The role of mutational analysis of KIT and PDGFRA in gastrointestinal stromal tumors in a clinical setting

Gastrointestinal stromal tumors (GIST) are the most common mesenchymal tumors of the gastrointestinal tract. Most GIST harbor a mutation affecting either the KIT or PDGFRA genes, whereas a small subgroup of tumors is wild type for mutations. Mutation of tyrosine kinase receptors is a mechanism of drug resistance that can occur either at the beginning of treatment (primary resistance) or during the course of therapy (secondary resistance). In addition, mutational status can predict the response to treatment with tyrosine kinase inhibitors, but the role of mutational status as a prognostic factor remains controversial.
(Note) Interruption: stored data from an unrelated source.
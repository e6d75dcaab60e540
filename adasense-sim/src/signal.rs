// AdaSense - Adaptive sampling and budgeted telemetry codec
// Copyright (c) 2025 David Martin Venti
//
// Dual-licensed under AGPL-3.0 and Commercial License.
// See LICENSE file for details.

//! Synthetic signal patterns and labelled sequence datasets.
//!
//! A [`SequenceClass`] gives one [`SignalPattern`] per feature. Every
//! generated sequence starts at a random offset into its patterns and gets
//! Gaussian noise on top, so sequences of one class look alike without
//! being identical.

use crate::error::{Result, SimError};
use adasense::Measurements;
use rand::prelude::*;
use rand_distr::Normal;
use serde::{Deserialize, Serialize};
use std::f64::consts::PI;

/// Signal pattern over discrete time steps.
#[derive(Debug, Clone, Serialize, Deserialize)]
pub enum SignalPattern {
    /// Constant value.
    Constant { value: f64 },

    /// Sinusoidal wave.
    ///
    /// `value = offset + amplitude * sin(2*PI*t/period + phase)`
    Sine {
        amplitude: f64,
        period: usize,
        phase: f64,
        offset: f64,
    },

    /// Random walk (Brownian motion).
    RandomWalk { start: f64, step_std: f64 },

    /// Step function: `(step, value)` pairs, each value holding until the
    /// next step.
    Step { levels: Vec<(usize, f64)> },

    /// Sawtooth wave (linear ramp with reset).
    Sawtooth {
        min: f64,
        max: f64,
        period: usize,
        ascending: bool,
    },

    /// Sum of multiple patterns.
    Composite(Vec<SignalPattern>),
}

impl SignalPattern {
    /// Generate `length` values starting at step `start`.
    pub fn generate(&self, start: usize, length: usize, rng: &mut StdRng) -> Result<Vec<f64>> {
        match self {
            SignalPattern::Constant { value } => Ok(vec![*value; length]),

            SignalPattern::Sine {
                amplitude,
                period,
                phase,
                offset,
            } => {
                let period = (*period).max(1) as f64;
                Ok((start..start + length)
                    .map(|t| offset + amplitude * (2.0 * PI * t as f64 / period + phase).sin())
                    .collect())
            }

            SignalPattern::RandomWalk { start: origin, step_std } => {
                let normal = Normal::new(0.0, *step_std).map_err(|e| {
                    SimError::InvalidPattern(format!("random walk step_std {}: {}", step_std, e))
                })?;
                let mut value = *origin;
                Ok((0..length)
                    .map(|_| {
                        value += normal.sample(rng);
                        value
                    })
                    .collect())
            }

            SignalPattern::Step { levels } => Ok((start..start + length)
                .map(|t| {
                    levels
                        .iter()
                        .take_while(|(at, _)| t >= *at)
                        .last()
                        .or(levels.first())
                        .map(|(_, v)| *v)
                        .unwrap_or(0.0)
                })
                .collect()),

            SignalPattern::Sawtooth {
                min,
                max,
                period,
                ascending,
            } => {
                let period = (*period).max(1);
                Ok((start..start + length)
                    .map(|t| {
                        let fraction = (t % period) as f64 / period as f64;
                        if *ascending {
                            min + (max - min) * fraction
                        } else {
                            max - (max - min) * fraction
                        }
                    })
                    .collect())
            }

            SignalPattern::Composite(parts) => {
                let mut total = vec![0.0; length];
                for part in parts {
                    for (acc, v) in total.iter_mut().zip(part.generate(start, length, rng)?) {
                        *acc += v;
                    }
                }
                Ok(total)
            }
        }
    }

    /// Number of steps after which a deterministic pattern repeats.
    fn period(&self) -> Option<usize> {
        match self {
            SignalPattern::Sine { period, .. } | SignalPattern::Sawtooth { period, .. } => {
                Some((*period).max(1))
            }
            _ => None,
        }
    }
}

/// A labelled class of sequences: one pattern per feature plus noise.
#[derive(Debug, Clone, Serialize, Deserialize)]
pub struct SequenceClass {
    /// Class label
    pub label: String,
    /// Pattern for each feature
    pub features: Vec<SignalPattern>,
    /// Standard deviation of the additive Gaussian noise
    pub noise_std: f64,
}

impl SequenceClass {
    /// Create a class with no noise.
    pub fn new(label: impl Into<String>, features: Vec<SignalPattern>) -> Self {
        Self {
            label: label.into(),
            features,
            noise_std: 0.0,
        }
    }

    /// Set the noise level.
    pub fn with_noise(mut self, noise_std: f64) -> Self {
        self.noise_std = noise_std;
        self
    }

    /// Number of features.
    pub fn num_features(&self) -> usize {
        self.features.len()
    }

    /// Generate one sequence of `seq_length` steps.
    pub fn generate(&self, seq_length: usize, rng: &mut StdRng) -> Result<Measurements> {
        let noise = Normal::new(0.0, self.noise_std).map_err(|e| {
            SimError::InvalidPattern(format!("{} noise_std {}: {}", self.label, self.noise_std, e))
        })?;

        let columns = self
            .features
            .iter()
            .map(|pattern| {
                let offset = match pattern.period() {
                    Some(period) => rng.gen_range(0..period),
                    None => rng.gen_range(0..seq_length.max(1)),
                };
                pattern.generate(offset, seq_length, rng)
            })
            .collect::<Result<Vec<_>>>()?;

        let num_features = self.features.len();
        let mut values = Vec::with_capacity(seq_length * num_features);
        for t in 0..seq_length {
            for column in &columns {
                values.push(column[t] + noise.sample(rng));
            }
        }
        Ok(Measurements::new(num_features, values)?)
    }
}

/// Labelled sequences of one shape.
#[derive(Debug, Clone)]
pub struct Dataset {
    /// Generated sequences
    pub sequences: Vec<Measurements>,
    /// Class label for each sequence
    pub labels: Vec<String>,
    /// Steps per sequence
    pub seq_length: usize,
    /// Features per step
    pub num_features: usize,
}

impl Dataset {
    /// Number of sequences.
    pub fn len(&self) -> usize {
        self.sequences.len()
    }

    /// True if there are no sequences.
    pub fn is_empty(&self) -> bool {
        self.sequences.is_empty()
    }
}

/// Generate `per_class` sequences of every class, shuffled with `seed`.
pub fn generate_dataset(
    classes: &[SequenceClass],
    per_class: usize,
    seq_length: usize,
    seed: u64,
) -> Result<Dataset> {
    let first = classes.first().ok_or(SimError::NoClasses)?;
    let num_features = first.num_features();
    for class in classes {
        if class.num_features() != num_features {
            return Err(SimError::FeatureMismatch {
                label: class.label.clone(),
                expected: num_features,
                actual: class.num_features(),
            });
        }
    }

    let mut rng = StdRng::seed_from_u64(seed);
    let mut samples = Vec::with_capacity(classes.len() * per_class);
    for class in classes {
        for _ in 0..per_class {
            samples.push((class.generate(seq_length, &mut rng)?, class.label.clone()));
        }
    }
    samples.shuffle(&mut rng);

    let (sequences, labels) = samples.into_iter().unzip();
    Ok(Dataset {
        sequences,
        labels,
        seq_length,
        num_features,
    })
}

/// Built-in classes with `num_features` features each.
///
/// - `idle`: flat readings around a per-feature level
/// - `periodic`: slow sine waves
/// - `drift`: random walks
/// - `switching`: step changes between two levels
/// - `ramp`: sawtooth on top of a faster ripple
pub fn default_classes(num_features: usize) -> Vec<SequenceClass> {
    let per_feature = |f: &dyn Fn(usize) -> SignalPattern| -> Vec<SignalPattern> {
        (0..num_features).map(f).collect()
    };

    vec![
        SequenceClass::new(
            "idle",
            per_feature(&|j| SignalPattern::Constant {
                value: 0.5 * j as f64,
            }),
        )
        .with_noise(0.01),
        SequenceClass::new(
            "periodic",
            per_feature(&|j| SignalPattern::Sine {
                amplitude: 1.0,
                period: 25 + 5 * j,
                phase: j as f64,
                offset: 0.0,
            }),
        )
        .with_noise(0.02),
        SequenceClass::new(
            "drift",
            per_feature(&|_| SignalPattern::RandomWalk {
                start: 0.0,
                step_std: 0.1,
            }),
        ),
        SequenceClass::new(
            "switching",
            per_feature(&|j| SignalPattern::Step {
                levels: vec![(0, -1.0), (20 + 3 * j, 1.0), (60 + 3 * j, -1.0)],
            }),
        )
        .with_noise(0.02),
        SequenceClass::new(
            "ramp",
            per_feature(&|j| {
                SignalPattern::Composite(vec![
                    SignalPattern::Sawtooth {
                        min: -1.0,
                        max: 1.0,
                        period: 40,
                        ascending: j % 2 == 0,
                    },
                    SignalPattern::Sine {
                        amplitude: 0.1,
                        period: 6,
                        phase: 0.0,
                        offset: 0.0,
                    },
                ])
            }),
        )
        .with_noise(0.01),
    ]
}
//! Uniform policy
//!
//! The schedule is drawn once, at construction: strides of `floor(1/target)`
//! or `ceil(1/target)` picked so their mean matches `1/target`, clamped so
//! that exactly `ceil(target * T)` indices fit in the sequence.

use rand::Rng;

use super::PolicyCore;
use crate::config::PolicyConfig;
use crate::error::Result;
use crate::protocol::target_count;

/// Collects at a fixed, evenly spread set of indices
#[derive(Debug, Clone)]
pub struct UniformPolicy {
    pub(crate) core: PolicyCore,
    schedule: Vec<usize>,
    cursor: usize,
}

impl UniformPolicy {
    /// Create the policy and draw its schedule
    pub fn new(config: PolicyConfig) -> Result<Self> {
        let mut core = PolicyCore::new(config)?;
        let (target, seq_length) = (core.config().target, core.config().seq_length);
        let schedule = build_schedule(target, seq_length, core.rng());

        Ok(Self {
            core,
            schedule,
            cursor: 0,
        })
    }

    /// Indices collected in every sequence
    pub fn schedule(&self) -> &[usize] {
        &self.schedule
    }

    pub(crate) fn should_collect(&mut self, seq_idx: usize) -> bool {
        let scheduled = self.schedule.get(self.cursor) == Some(&seq_idx);
        if seq_idx == 0 || scheduled {
            self.cursor += 1;
            return true;
        }
        false
    }

    pub(crate) fn collect(&mut self, measurement: &[f64]) {
        self.core.set_estimate(measurement);
    }

    pub(crate) fn reset(&mut self) {
        self.core.reset();
        self.cursor = 0;
    }

    pub(crate) fn core(&self) -> &PolicyCore {
        &self.core
    }

    pub(crate) fn core_mut(&mut self) -> &mut PolicyCore {
        &mut self.core
    }
}

fn build_schedule<R: Rng>(target: f64, seq_length: usize, rng: &mut R) -> Vec<usize> {
    let count = target_count(target, seq_length);
    let skip = (1.0 / target).max(1.0);
    let frac = skip - skip.floor();
    let (short, long) = (skip.floor() as usize, skip.ceil() as usize);

    let mut schedule = Vec::with_capacity(count);
    let mut index = 0;
    while index < seq_length && schedule.len() < count {
        schedule.push(index);

        let need = count - schedule.len();
        if need == 0 {
            break;
        }

        let slots = seq_length - index - 1;
        if need >= slots {
            index += 1;
        } else {
            let r: f64 = rng.gen();
            let stride = if r > frac { short } else { long };
            index += stride.clamp(1, seq_length - index - need);
        }
    }

    schedule
}

#[cfg(test)]
mod tests {
    use super::*;
    use rand::rngs::StdRng;
    use rand::SeedableRng;

    fn run(policy: &mut UniformPolicy, seq_length: usize) -> Vec<usize> {
        (0..seq_length).filter(|&t| policy.should_collect(t)).collect()
    }

    #[test]
    fn test_exact_count_across_targets() {
        let mut rng = StdRng::seed_from_u64(3);
        for seq_length in [1, 7, 20, 50, 206] {
            for target in [0.1, 0.2, 0.3, 0.305, 0.45, 0.5, 0.7, 0.9, 1.0] {
                let schedule = build_schedule(target, seq_length, &mut rng);
                assert_eq!(schedule.len(), target_count(target, seq_length));
                assert_eq!(schedule[0], 0);
                assert!(schedule.windows(2).all(|w| w[0] < w[1]));
                assert!(schedule.iter().all(|&i| i < seq_length));
            }
        }
    }

    #[test]
    fn test_integer_stride() {
        let mut rng = StdRng::seed_from_u64(0);
        assert_eq!(build_schedule(0.25, 12, &mut rng), vec![0, 4, 8]);
        assert_eq!(build_schedule(0.5, 6, &mut rng), vec![0, 2, 4]);
    }

    #[test]
    fn test_policy_collects_schedule_every_sequence() {
        let mut policy = UniformPolicy::new(PolicyConfig::new(0.3, 2, 20)).unwrap();
        let expected = policy.schedule().to_vec();
        assert_eq!(expected.len(), 6);

        assert_eq!(run(&mut policy, 20), expected);
        policy.reset();
        assert_eq!(run(&mut policy, 20), expected);
    }
}
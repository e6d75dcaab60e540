//! Policy driver
//!
//! Runs a policy over whole sequences: one forward pass deciding what to
//! collect, then the policy's encode path.

use crate::error::{Result, ShapeError};
use crate::policy::Policy;
use crate::protocol::Measurements;

/// Result of running a policy over one sequence
#[derive(Debug, Clone, PartialEq)]
pub struct SequenceOutcome {
    /// Measurements the policy collected
    pub collected: Measurements,
    /// Sequence positions of the collected measurements
    pub collected_indices: Vec<usize>,
    /// Encoded message
    pub message: Vec<u8>,
}

impl SequenceOutcome {
    /// Number of collected measurements
    pub fn num_collected(&self) -> usize {
        self.collected_indices.len()
    }

    /// Message size in bytes
    pub fn num_bytes(&self) -> usize {
        self.message.len()
    }
}

/// Run `policy` over one sequence and return what it collected.
///
/// The policy is not reset first.
pub fn run_policy(policy: &mut Policy, sequence: &Measurements) -> Result<(Measurements, Vec<usize>)> {
    if sequence.num_features() != policy.num_features() {
        return Err(ShapeError::FeatureMismatch {
            expected: policy.num_features(),
            actual: sequence.num_features(),
        }
        .into());
    }

    let mut collected = Measurements::empty(sequence.num_features());
    let mut collected_indices = Vec::new();

    for (seq_idx, measurement) in sequence.rows().enumerate() {
        if policy.should_collect(seq_idx) {
            policy.collect(measurement);
            collected.push_row(measurement)?;
            collected_indices.push(seq_idx);
        }
    }

    Ok((collected, collected_indices))
}

/// Reset, run, encode and step the policy for each sequence in turn
pub fn run_sequences(policy: &mut Policy, sequences: &[Measurements]) -> Result<Vec<SequenceOutcome>> {
    let mut outcomes = Vec::with_capacity(sequences.len());

    for (seq_idx, sequence) in sequences.iter().enumerate() {
        policy.reset();
        let (collected, collected_indices) = run_policy(policy, sequence)?;
        let message = policy.encode(&collected, &collected_indices)?;
        policy.step(collected_indices.len(), seq_idx);

        log::trace!(
            "sequence {}: collected {} of {}, {} bytes",
            seq_idx,
            collected_indices.len(),
            sequence.len(),
            message.len()
        );

        outcomes.push(SequenceOutcome {
            collected,
            collected_indices,
            message,
        });
    }

    Ok(outcomes)
}
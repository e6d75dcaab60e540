//! Delta transform over consecutive measurements
//!
//! Row 0 is kept as is and every later row becomes its difference from the
//! previous one. Slowly varying sequences turn into small values, which
//! quantize into narrower fields.

use crate::protocol::Measurements;

/// Replace each row after the first with its difference from the previous row.
///
/// [`delta_decode`] restores the input exactly only when every difference
/// and running sum is exact in `f64`, as with fixed-point data. Rows of
/// very different magnitude lose the small components: `[1.0, 1e-20]`
/// comes back as `[1.0, 0.0]`.
pub fn delta_encode(measurements: &Measurements) -> Measurements {
    let nf = measurements.num_features();
    let values = measurements.as_slice();
    let mut out = values.to_vec();

    for i in (nf..values.len()).rev() {
        out[i] = values[i] - values[i - nf];
    }

    Measurements::from_raw(nf, out)
}

/// Inverse of [`delta_encode`]: running sum over rows.
///
/// Subject to `f64` rounding; see [`delta_encode`].
pub fn delta_decode(deltas: &Measurements) -> Measurements {
    let nf = deltas.num_features();
    let mut out = deltas.as_slice().to_vec();

    for i in nf..out.len() {
        out[i] += out[i - nf];
    }

    Measurements::from_raw(nf, out)
}
//! Fixed-point quantization
//!
//! Values are stored as two's complement integers of `width` bits, of which
//! the low `precision` bits hold the fraction. Out-of-range values clamp to
//! the nearest representable code.

/// Largest supported field width
pub const MAX_FIELD_WIDTH: u32 = 63;

fn clamp_width(width: u32) -> u32 {
    width.clamp(1, MAX_FIELD_WIDTH)
}

/// Smallest and largest code of a signed `width`-bit field
pub fn code_range(width: u32) -> (i64, i64) {
    let width = clamp_width(width);
    let max = (1i64 << (width - 1)) - 1;
    (-max - 1, max)
}

/// Quantize `value` to a signed `width`-bit fixed-point code.
///
/// Rounds to nearest; clamps to the representable range; NaN becomes 0.
pub fn quantize(value: f64, width: u32, precision: u32) -> i64 {
    if value.is_nan() {
        return 0;
    }

    let (min, max) = code_range(width);
    let scaled = (value * (2.0f64).powi(precision as i32)).round();

    if scaled <= min as f64 {
        min
    } else if scaled >= max as f64 {
        max
    } else {
        scaled as i64
    }
}

/// Recover the real value of a `width`-bit code.
///
/// Only the low `width` bits of `code` are used and they are sign-extended,
/// so raw unsigned fields read off the wire can be passed directly.
pub fn dequantize(code: i64, width: u32, precision: u32) -> f64 {
    let width = clamp_width(width);
    let shift = 64 - width;
    let signed = (code << shift) >> shift;
    signed as f64 / (2.0f64).powi(precision as i32)
}

/// Largest magnitude representable without clamping
pub fn max_abs_representable(width: u32, precision: u32) -> f64 {
    let (_, max) = code_range(width);
    max as f64 / (2.0f64).powi(precision as i32)
}

/// True when `value` quantizes without clamping
pub fn fits(value: f64, width: u32, precision: u32) -> bool {
    if !value.is_finite() {
        return false;
    }
    let (min, max) = code_range(width);
    let scaled = (value * (2.0f64).powi(precision as i32)).round();
    scaled >= min as f64 && scaled <= max as f64
}

/// Integer bits, sign included, needed to hold the integer part of `value`
pub fn non_fractional_bits(value: f64) -> u32 {
    let magnitude = value.abs().floor();
    if !magnitude.is_finite() {
        return MAX_FIELD_WIDTH;
    }
    let mut bits = 1;
    while bits < MAX_FIELD_WIDTH && (1u64 << (bits - 1)) as f64 <= magnitude {
        bits += 1;
    }
    bits
}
Evidence of a potential role of mutational status as a prognostic factor has emerged over the past decade. The presence of KIT exon 11 insertion/deletion involving either one or both Trp557-Lys558 amino acids correlates with a poorer clinical outcome if compared to patients with tumors wild type for KIT exon 11 mutations. A malignant clinical behavior has also been documented for KIT exon 13 and KIT exon 9 mutant GIST. Patients with GIST harboring a PDGFRA mutation seem to have a better prognosis than the others. The aim of this paper is to review the clinical significance of tyrosine kinase mutational status.